Saved data entries
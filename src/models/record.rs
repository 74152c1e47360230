//! Persisted record type for the `test_data` table.

use chrono::NaiveDateTime;
use serde::{Deserialize, Serialize};

/// One row of `test_data`.
///
/// `data` is nullable in the schema; the store adapters surface NULL as `""`.
/// `created_at` is defaulted by the database and only absent for rows that
/// were written with an explicit NULL.
#[derive(Debug, Clone, PartialEq, Eq, Serialize, Deserialize, sqlx::FromRow)]
pub struct Record {
    pub id: i32,
    pub name: String,
    pub data: String,
    pub created_at: Option<NaiveDateTime>,
}
//! Redis cache backed by a reconnecting connection manager.

use std::time::Duration;

use async_trait::async_trait;
use redis::{aio::ConnectionManager, AsyncCommands, Client};
use tracing::{debug, info, instrument};

use super::CacheBackend;
use crate::error::{AppError, Result};

/// Cloneable handle to a single Redis server.
#[derive(Clone)]
pub struct RedisCache {
    manager: ConnectionManager,
}

impl std::fmt::Debug for RedisCache {
    fn fmt(&self, f: &mut std::fmt::Formatter<'_>) -> std::fmt::Result {
        write!(f, "RedisCache")
    }
}

impl RedisCache {
    /// Connects and verifies the server answers PING within `timeout`.
    #[instrument(skip(url), name = "connect_redis")]
    pub async fn connect(url: &str, timeout: Duration) -> Result<Self> {
        let client = Client::open(url)?;
        let manager = tokio::time::timeout(timeout, client.get_connection_manager())
            .await
            .map_err(|_| {
                AppError::Cache(format!("Connection timed out after {}ms", timeout.as_millis()))
            })??;
        let cache = Self { manager };
        tokio::time::timeout(timeout, cache.ping())
            .await
            .map_err(|_| AppError::Cache("PING timed out".to_string()))??;
        info!("Redis connection established");
        Ok(cache)
    }
}

#[async_trait]
impl CacheBackend for RedisCache {
    async fn ping(&self) -> Result<()> {
        let mut conn = self.manager.clone();
        let response: String = redis::cmd("PING").query_async(&mut conn).await?;
        debug!("Redis PING response: {}", response);
        Ok(())
    }

    async fn get(&self, key: &str) -> Result<Option<String>> {
        let mut conn = self.manager.clone();
        let value: Option<String> = conn.get(key).await?;
        Ok(value)
    }

    #[instrument(skip(self, value), level = "debug", fields(value_len = value.len()))]
    async fn set(&self, key: &str, value: &str, ttl: Duration) -> Result<()> {
        let mut conn = self.manager.clone();
        // EX takes whole seconds and rejects zero.
        let seconds = ttl.as_secs().max(1);
        let _: () = redis::cmd("SET")
            .arg(key)
            .arg(value)
            .arg("EX")
            .arg(seconds)
            .query_async(&mut conn)
            .await?;
        Ok(())
    }

    async fn delete(&self, key: &str) -> Result<bool> {
        let mut conn = self.manager.clone();
        let removed: usize = conn.del(key).await?;
        Ok(removed > 0)
    }

    async fn hset(&self, key: &str, field: &str, value: &str) -> Result<()> {
        let mut conn = self.manager.clone();
        let _: () = conn.hset(key, field, value).await?;
        Ok(())
    }

    async fn hget(&self, key: &str, field: &str) -> Result<Option<String>> {
        let mut conn = self.manager.clone();
        let value: Option<String> = conn.hget(key, field).await?;
        Ok(value)
    }

    async fn lpush(&self, key: &str, values: &[String]) -> Result<usize> {
        let mut conn = self.manager.clone();
        let len: usize = conn.lpush(key, values).await?;
        Ok(len)
    }

    async fn llen(&self, key: &str) -> Result<usize> {
        let mut conn = self.manager.clone();
        let len: usize = conn.llen(key).await?;
        Ok(len)
    }
}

What the exercise asks
Quote exactly the first line of the data and every line after it through the one holding "Connects and verifies".

Finished exercise
filename src/models/record.rs
repository 74152c1e47360230
//! Persisted record type for the `test_data` table.

use chrono::NaiveDateTime;
use serde::{Deserialize, Serialize};

/// One row of `test_data`.
///
/// `data` is nullable in the schema; the store adapters surface NULL as `""`.
/// `created_at` is defaulted by the database and only absent for rows that
/// were written with an explicit NULL.
#[derive(Debug, Clone, PartialEq, Eq, Serialize, Deserialize, sqlx::FromRow)]
pub struct Record {
    pub id: i32,
    pub name: String,
    pub data: String,
    pub created_at: Option<NaiveDateTime>,
}
//! Redis cache backed by a reconnecting connection manager.

use std::time::Duration;

use async_trait::async_trait;
use redis::{aio::ConnectionManager, AsyncCommands, Client};
use tracing::{debug, info, instrument};

use super::CacheBackend;
use crate::error::{AppError, Result};

/// Cloneable handle to a single Redis server.
#[derive(Clone)]
pub struct RedisCache {
    manager: ConnectionManager,
}

impl std::fmt::Debug for RedisCache {
    fn fmt(&self, f: &mut std::fmt::Formatter<'_>) -> std::fmt::Result {
        write!(f, "RedisCache")
    }
}

impl RedisCache {
    /// Connects and verifies the server answers PING within `timeout`.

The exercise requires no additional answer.